À partir des recensements agricoles, l’Institut de l’Élevage (Idele) a identifié les obstacles auxquels la relève est confrontée en vaches allaitantes et comment les exploitations se sont transformées au cours de cette dernière décennie.

Entre 2010 et 2019, 1 500 à 2 000 installations ont été recensées chaque année, avec au moins cinq vaches allaitantes ou de l’engraissement (sans vaches ...

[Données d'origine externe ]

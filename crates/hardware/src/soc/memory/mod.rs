//! Shared RAM.
//!
//! This module implements the byte-addressable memory every core reaches through the
//! hub. It provides:
//! 1. **Addressing:** Addresses are masked to the 16-bit hub space, then aligned per width.
//! 2. **Little-endian access:** Byte, word and long transfers.
//! 3. **Truncation:** Reads past capacity return 0 and writes past capacity are dropped,
//!    byte by byte, matching the hardware rather than faulting.

use crate::common::constants::HUB_ADDR_MASK;
use crate::common::data::AccessWidth;

/// Shared RAM owned by the chassis.
#[derive(Clone, Debug)]
pub struct SharedRam {
    bytes: Vec<u8>,
}

impl SharedRam {
    /// Creates a zeroed RAM of `size` bytes.
    pub fn new(size: usize) -> Self {
        Self {
            bytes: vec![0; size],
        }
    }

    /// Capacity in bytes.
    pub const fn len(&self) -> usize {
        self.bytes.len()
    }

    /// Whether the RAM has zero capacity.
    pub const fn is_empty(&self) -> bool {
        self.bytes.is_empty()
    }

    /// Reads `width` bytes little-endian at the aligned address.
    pub fn read(&self, addr: u32, width: AccessWidth) -> u32 {
        let base = Self::align(addr, width);
        (0..width.bytes()).fold(0, |acc, i| {
            acc | (u32::from(self.byte(base + i)) << (8 * i))
        })
    }

    /// Writes the low `width` bytes of `value` little-endian at the aligned address.
    pub fn write(&mut self, addr: u32, width: AccessWidth, value: u32) {
        let base = Self::align(addr, width);
        for (i, byte) in value.to_le_bytes().into_iter().take(width.bytes()).enumerate() {
            if let Some(slot) = self.bytes.get_mut(base + i) {
                *slot = byte;
            }
        }
    }

    /// Copies a byte slice starting at `addr`; bytes past capacity are dropped.
    pub fn load(&mut self, addr: u32, data: &[u8]) {
        let base = (addr & HUB_ADDR_MASK) as usize;
        for (i, &byte) in data.iter().enumerate() {
            if let Some(slot) = self.bytes.get_mut(base + i) {
                *slot = byte;
            }
        }
    }

    fn byte(&self, index: usize) -> u8 {
        self.bytes.get(index).copied().unwrap_or(0)
    }

    const fn align(addr: u32, width: AccessWidth) -> usize {
        ((addr & HUB_ADDR_MASK) & !width.align_mask()) as usize
    }
}
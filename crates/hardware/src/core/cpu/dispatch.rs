//! Opcode Effects.
//!
//! Computes what an instruction does once its readiness rule allows it to commit.
//! An effect never writes the destination or flags itself: it returns an
//! `Outcome` holding the candidate result, candidate flags and control flow, and
//! the core commits the parts its effect bits select.
//!
//! Pure value operations go through the ALU; this module handles the families that
//! touch the hub, the program counter or instruction fields.

use tracing::{debug, warn};

use super::Core;
use crate::common::constants::{
    DEST_SHIFT, FIELD_MASK, INSTR_FIELD_SHIFT, LOCAL_ADDR_MASK, SRC_SHIFT,
};
use crate::common::data::AccessWidth;
use crate::core::units::alu::{Alu, AluOp, parity, unsigned_carry};
use crate::isa::{HubOp, Instruction, Opcode};
use crate::soc::traits::HubPort;

/// Result value written to the destination when no core or lock is available.
const FAILED_ID: u32 = 7;

/// How the program counter moves after a committed effect.
#[derive(Clone, Copy, Debug, PartialEq, Eq)]
pub enum Flow {
    /// Advance to the next instruction.
    Next,
    /// Jump to a local address.
    Jump(u32),
    /// Branch not taken: continue through the failed-condition path.
    NotTaken,
}

/// Candidate writes produced by an effect.
#[derive(Clone, Copy, Debug, PartialEq, Eq)]
pub struct Outcome {
    /// Value for the destination address, if the effect produces one.
    pub result: Option<u32>,
    /// Candidate zero flag.
    pub zero: Option<bool>,
    /// Candidate carry flag.
    pub carry: Option<bool>,
    /// Program counter movement.
    pub flow: Flow,
}

impl Outcome {
    /// No writes; advance.
    pub const NONE: Self = Self {
        result: None,
        zero: None,
        carry: None,
        flow: Flow::Next,
    };

    /// Result plus both flags; advance.
    pub const fn write(result: u32, zero: bool, carry: bool) -> Self {
        Self {
            result: Some(result),
            zero: Some(zero),
            carry: Some(carry),
            flow: Flow::Next,
        }
    }

    /// Flags only; advance.
    pub const fn flags(zero: bool, carry: bool) -> Self {
        Self {
            result: None,
            zero: Some(zero),
            carry: Some(carry),
            flow: Flow::Next,
        }
    }

    const fn with_flow(self, flow: Flow) -> Self {
        Self { flow, ..self }
    }
}

impl Core {
    /// Computes the effect of a ready instruction.
    pub(crate) fn effect(&self, inst: &Instruction, hub: &mut dyn HubPort) -> Outcome {
        let Some(op) = inst.opcode else {
            warn!(
                core = self.id,
                pc = self.pc,
                word = inst.raw,
                "reserved opcode executed as no-op"
            );
            return Outcome::NONE;
        };
        let d = self.read_local(inst.dest, hub);
        let s = self.source_value(inst, hub);

        if let Some(alu) = AluOp::from_opcode(op) {
            return alu_outcome(alu, inst, d, s, self.zero, self.carry);
        }

        match op {
            Opcode::RdByte => hub_transfer(AccessWidth::Byte, inst, d, s, hub),
            Opcode::RdWord => hub_transfer(AccessWidth::Word, inst, d, s, hub),
            Opcode::RdLong => hub_transfer(AccessWidth::Long, inst, d, s, hub),
            Opcode::HubOp => HubOp::from_source(s)
                .map_or(Outcome::NONE, |sub| self.hub_op(sub, d, hub)),

            Opcode::Movs => field_move(d, s, SRC_SHIFT),
            Opcode::Movd => field_move(d, s, DEST_SHIFT),
            Opcode::Movi => field_move(d, s, INSTR_FIELD_SHIFT),

            Opcode::JmpRet => {
                let ret = (self.pc + 1) & LOCAL_ADDR_MASK;
                let linked = (d & !LOCAL_ADDR_MASK) | ret;
                Outcome::write(linked, false, ret != 0).with_flow(Flow::Jump(s))
            }
            Opcode::Djnz => {
                let r = d.wrapping_sub(1);
                let flow = if r == 0 { Flow::NotTaken } else { Flow::Jump(s) };
                Outcome::write(r, r == 0, r == u32::MAX).with_flow(flow)
            }
            Opcode::Tjnz => {
                let flow = if d == 0 { Flow::NotTaken } else { Flow::Jump(s) };
                Outcome::flags(d == 0, false).with_flow(flow)
            }
            Opcode::Tjz => {
                let flow = if d == 0 { Flow::Jump(s) } else { Flow::NotTaken };
                Outcome::flags(d == 0, false).with_flow(flow)
            }

            Opcode::WaitCnt => {
                let r = d.wrapping_add(s);
                Outcome::write(r, r == 0, unsigned_carry(d, s))
            }
            Opcode::WaitPeq => {
                let r = d.wrapping_add(s);
                Outcome::write(r, r == 0, false)
            }
            Opcode::WaitPne => {
                let r = d.wrapping_add(s).wrapping_add(1);
                Outcome::write(r, r == 0, r == 0)
            }

            _ => Outcome::NONE,
        }
    }

    /// Core and lock control sub-operations.
    fn hub_op(&self, sub: HubOp, d: u32, hub: &mut dyn HubPort) -> Outcome {
        let target = (d & 0b111) as usize;
        match sub {
            HubOp::ClkSet => Outcome::NONE,
            HubOp::CoreId => Outcome::write(self.id as u32, self.id == 0, false),
            HubOp::CoreInit => match hub.start_core(d) {
                Some(id) => Outcome::write(id as u32, id == 0, false),
                None => {
                    debug!(core = self.id, arg = d, "core start failed: none dormant");
                    Outcome::write(FAILED_ID, false, true)
                }
            },
            HubOp::CoreStop => Outcome::flags(d == 0, hub.stop_core(target)),
            HubOp::LockNew => match hub.lock_new() {
                Some(id) => Outcome::write(id as u32, id == 0, false),
                None => {
                    debug!(core = self.id, "lock allocation failed: none free");
                    Outcome::write(FAILED_ID, false, true)
                }
            },
            HubOp::LockRet => Outcome::flags(target == 0, hub.lock_return(target)),
            HubOp::LockSet => Outcome::flags(target == 0, hub.lock_set(target)),
            HubOp::LockClr => Outcome::flags(target == 0, hub.lock_clear(target)),
        }
    }
}

/// Pure ALU families, with the compare and mux write rules.
fn alu_outcome(alu: AluOp, inst: &Instruction, d: u32, s: u32, z: bool, c: bool) -> Outcome {
    let out = Alu::execute(alu, d, s, z, c);
    match alu {
        _ if alu.is_compare() => Outcome::flags(out.zero, out.carry),
        AluOp::MuxC | AluOp::MuxNc | AluOp::MuxZ | AluOp::MuxNz if !inst.effects.write_result => {
            Outcome::flags(d == 0, parity(d))
        }
        _ => Outcome::write(out.value, out.zero, out.carry),
    }
}

/// Shared-RAM read (write-result set) or write (write-result clear).
///
/// The hub address is the source value; the destination holds the data.
fn hub_transfer(
    width: AccessWidth,
    inst: &Instruction,
    d: u32,
    s: u32,
    hub: &mut dyn HubPort,
) -> Outcome {
    if inst.effects.write_result {
        let value = hub.read_shared(s, width);
        Outcome::write(value, value == 0, false)
    } else {
        hub.write_shared(s, width, d);
        Outcome::flags(s & width.misalign_mask() != 0, false)
    }
}

/// Replaces the 9-bit field at `shift` with the low nine bits of the source.
const fn field_move(d: u32, s: u32, shift: u32) -> Outcome {
    let r = (d & !(FIELD_MASK << shift)) | ((s & FIELD_MASK) << shift);
    Outcome::write(r, r == 0, r >> 31 != 0)
}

Entre 2010 et 2019, 1 500 à 2 000 installations ont été recensées chaque année, avec au moins cinq vaches allaitantes ou de l’engraissement (sans vaches laitières).
© François d'Alteroche

En vaches allaitantes, « les installations annuelles de jeunes et moins jeunes mais nouveaux chefs d’exploitation sont assez stables depuis 2010 (1), ou du moins elles l’étaient jusqu’à la crise sanitaire et au contexte inflationniste qui ont davantage perturbé les flux dans les filières bovines en comparaison aux autres secteurs agricoles », retrace Christophe Perrot, économiste à l’Idele. Pour autant, ces installations étaient déjà insuffisantes pour remplacer les nombreux départs consécutifs liés au vieillissement des chefs d’exploitation.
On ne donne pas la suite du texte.